5.2 Resultaten Om de effecten van schuldhulpverlening te meten zullen smart geformuleerde resultaten in de beleidsnota moeten worden benoemd. Daarvoor kunnen de volgende doelen worden gebruikt: 1. Verminderen van uitval tijdens het traject schuldhulpverlening 2. Verminderen aantal hulpaanvragen van dezelfde schuldenaar 3. Uitbreiding aantal geslaagde (minnelijke) schuldregelingen 4. Uitbreiding aantal succesvol afgesloten schuldregelingen 5. Verbeteren samenwerking met crediteuren 6. Handhaven niveau huidige wachttijden 7. Presteren boven landelijk gemiddelde 8. Uniformering en versterking werkprocessen 9. Beperken doorlooptijden van trajecten schuldregeling 10. Verlagen van de gemeentelijke kosten voor schuldhulpverlening
5.3 Maatschappelijke effecten De te behalen resultaten zeggen (nog) niets over de maatschappelijke effecten.
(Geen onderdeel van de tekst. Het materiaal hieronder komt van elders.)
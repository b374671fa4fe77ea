//! Register Pressure Analyzer
//!
//! Reads converged liveness facts and reports, per CFG node, how many
//! temporaries need a register at the same time. Points where that number
//! exceeds the register budget K can never be colored, so the report is the
//! first thing to look at when allocation fails.
//!
//! Usage:
//! ```rust,ignore
//! let analyzer = RegAllocAnalyzer::new(10);
//! let report = analyzer.analyze(&cfg, &liveness);
//! println!("{}", report.format());
//! ```

use super::cfg::{ControlFlowGraph, NodeId};
use super::dataflow::LivenessResult;
use super::ir::Temp;
use serde::Serialize;
use std::collections::BTreeSet;
use std::fmt;

/// Pressure at a single CFG node
#[derive(Debug, Clone, Serialize)]
pub struct NodePressure {
    /// Node index
    pub index: usize,
    /// Temporaries defined by the command
    pub defs: Vec<Temp>,
    /// Temporaries used by the command
    pub uses: Vec<Temp>,
    /// Temporaries live after the command
    pub live_out: BTreeSet<Temp>,
    /// Registers needed at this node
    pub pressure: usize,
    /// Printable command
    pub description: String,
}

/// Point where the register budget is exceeded
#[derive(Debug, Clone, Serialize)]
pub struct PressureIssue {
    /// Node index where the issue occurs
    pub index: usize,
    /// Severity: "critical" or "warning"
    pub severity: &'static str,
    /// Description of the issue
    pub message: String,
}

/// Complete pressure report for one routine
#[derive(Debug, Clone, Serialize)]
pub struct PressureReport {
    /// Per-node analysis
    pub nodes: Vec<NodePressure>,
    /// Detected issues
    pub issues: Vec<PressureIssue>,
    /// Peak register pressure
    pub peak_pressure: usize,
    /// Node of peak pressure
    pub peak_pressure_index: usize,
    /// Register budget K
    pub available_regs: usize,
}

impl PressureReport {
    /// True when no node needs more than K registers
    pub fn fits(&self) -> bool {
        self.peak_pressure <= self.available_regs
    }

    /// Format report as human-readable text
    pub fn format(&self) -> String {
        self.to_string()
    }

    /// JSON representation for programmatic analysis
    pub fn to_json(&self) -> serde_json::Result<String> {
        serde_json::to_string_pretty(self)
    }
}

impl fmt::Display for PressureReport {
    fn fmt(&self, f: &mut fmt::Formatter<'_>) -> fmt::Result {
        writeln!(f, "REGISTER PRESSURE REPORT")?;
        writeln!(f, "Available registers: {}", self.available_regs)?;
        writeln!(
            f,
            "Peak pressure: {} at node #{}",
            self.peak_pressure, self.peak_pressure_index
        )?;
        writeln!(f, "Issues found: {}", self.issues.len())?;

        if !self.issues.is_empty() {
            writeln!(f)?;
            for issue in &self.issues {
                writeln!(
                    f,
                    "[{}] node #{}: {}",
                    issue.severity.to_uppercase(),
                    issue.index,
                    issue.message
                )?;
            }
        }

        writeln!(f)?;
        writeln!(
            f,
            "{:4} {:40} {:15} {:15} {:6}",
            "IDX", "COMMAND", "DEFS", "USES", "LIVE"
        )?;

        let max_bar_width = 20;
        for node in &self.nodes {
            let desc = if node.description.chars().count() > 38 {
                let head: String = node.description.chars().take(35).collect();
                format!("{}...", head)
            } else {
                node.description.clone()
            };
            let bar_len = (node.pressure * max_bar_width) / self.available_regs.max(1);
            let overflow = if node.pressure > self.available_regs {
                " !"
            } else {
                ""
            };

            writeln!(
                f,
                "{:4} {:40} {:15} {:15} {:6} {}{}",
                node.index,
                desc,
                join_or_dash(&node.defs),
                join_or_dash(&node.uses),
                node.pressure,
                "#".repeat(bar_len.min(max_bar_width)),
                overflow
            )?;
        }

        Ok(())
    }
}

fn join_or_dash(temps: &[Temp]) -> String {
    if temps.is_empty() {
        "-".to_string()
    } else {
        temps
            .iter()
            .map(Temp::to_string)
            .collect::<Vec<_>>()
            .join(",")
    }
}

/// Register pressure analyzer
#[derive(Debug, Clone)]
pub struct RegAllocAnalyzer {
    available_regs: usize,
}

impl RegAllocAnalyzer {
    /// Create an analyzer for a budget of `available_regs` registers
    pub fn new(available_regs: usize) -> Self {
        Self { available_regs }
    }

    /// Analyze converged liveness of `cfg`
    ///
    /// Pressure at a node is the larger of the live-in set and the live-out
    /// set plus the defined temporary (a dead definition still needs a
    /// register for the instant it is written).
    pub fn analyze(&self, cfg: &ControlFlowGraph, liveness: &LivenessResult) -> PressureReport {
        let mut nodes = Vec::with_capacity(cfg.len());
        let mut issues = Vec::new();
        let mut peak_pressure = 0;
        let mut peak_pressure_index = 0;

        for node in cfg.nodes() {
            let Some(info) = liveness.info(node.id) else {
                continue;
            };

            let written: BTreeSet<Temp> = info.live_out.union(&info.def_set).copied().collect();
            let pressure = info.live_in.len().max(written.len());

            if pressure > peak_pressure {
                peak_pressure = pressure;
                peak_pressure_index = node.id.index();
            }

            if pressure > self.available_regs {
                issues.push(self.overflow_issue(node.id, pressure, &written));
            }

            nodes.push(NodePressure {
                index: node.id.index(),
                defs: info.def_set.iter().copied().collect(),
                uses: info.use_set.iter().copied().collect(),
                live_out: info.live_out.clone(),
                pressure,
                description: node.command.to_string(),
            });
        }

        PressureReport {
            nodes,
            issues,
            peak_pressure,
            peak_pressure_index,
            available_regs: self.available_regs,
        }
    }

    fn overflow_issue(&self, id: NodeId, pressure: usize, live: &BTreeSet<Temp>) -> PressureIssue {
        let names: Vec<String> = live.iter().map(Temp::to_string).collect();
        PressureIssue {
            index: id.index(),
            severity: if pressure > self.available_regs + 2 {
                "critical"
            } else {
                "warning"
            },
            message: format!(
                "Register pressure ({}) exceeds available ({}): {}",
                pressure,
                self.available_regs,
                names.join(", ")
            ),
        }
    }
}

impl Default for RegAllocAnalyzer {
    fn default() -> Self {
        Self::new(10)
    }
}

#[cfg(test)]
mod tests {
    use super::*;
    use crate::compiler::dataflow::LivenessAnalysis;
    use crate::compiler::ir::{BinOp, IrCommand};

    fn report_for(commands: &[IrCommand], k: usize) -> PressureReport {
        let cfg = ControlFlowGraph::build(commands).unwrap();
        let liveness = LivenessAnalysis::new(&cfg).run(&cfg, 10_000).unwrap();
        RegAllocAnalyzer::new(k).analyze(&cfg, &liveness)
    }

    /// `n` constants all summed at the end, so all are live together
    fn wide_sum(n: u32) -> Vec<IrCommand> {
        let mut commands: Vec<IrCommand> = (0..n)
            .map(|i| IrCommand::ConstInt {
                dst: Temp(i),
                value: i as i64,
            })
            .collect();
        let mut acc = Temp(0);
        for i in 1..n {
            let dst = Temp(100 + i);
            commands.push(IrCommand::Binop {
                op: BinOp::Add,
                dst,
                lhs: acc,
                rhs: Temp(i),
            });
            acc = dst;
        }
        commands.push(IrCommand::Return { value: acc });
        commands
    }

    #[test]
    fn test_basic_analysis() {
        let report = report_for(&wide_sum(3), 10);
        assert_eq!(report.peak_pressure, 3);
        assert!(report.issues.is_empty());
        assert!(report.fits());
        assert!(report.format().contains("Peak pressure: 3"));
    }

    #[test]
    fn test_high_pressure_detection() {
        let report = report_for(&wide_sum(6), 3);
        assert_eq!(report.peak_pressure, 6);
        assert!(!report.fits());
        assert!(report.issues.iter().any(|i| i.severity == "critical"));
        assert!(report.to_json().unwrap().contains("\"peak_pressure\": 6"));
    }

    #[test]
    fn test_dead_definition_counts() {
        let report = report_for(
            &[
                IrCommand::ConstInt {
                    dst: Temp(1),
                    value: 1,
                },
                IrCommand::ReturnVoid,
            ],
            1,
        );
        assert_eq!(report.nodes[0].pressure, 1);
    }
}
Een goede schuldhulpverlening heeft maatschappelijke effecten die lastig te benoemen of te meten zijn. Er zijn onderzoeken die laten zien dat elke euro die in schuldhulpverlening wordt gestoken zich dubbel terugverdient door het terugbrengen van maatschappelijke kosten. Niet alleen op het terrein van schuldhulpverlening, ook op andere terreinen. Schuldhulpverlening leidt tot grotere participatie in de samenleving, de gemeente verstrekt minder uitkeringen, er zijn minder huisuitzettingen. Met de komst van de Wet gemeentelijke schuldhulpverlening wordt landelijk steeds meer onderzoek gedaan naar de maatschappelijke effecten. De verwachting is dat dit de komende tijd meer handvatten voor gemeenten oplevert om de resultaten van schuldhulpverlening in die termen te benoemen.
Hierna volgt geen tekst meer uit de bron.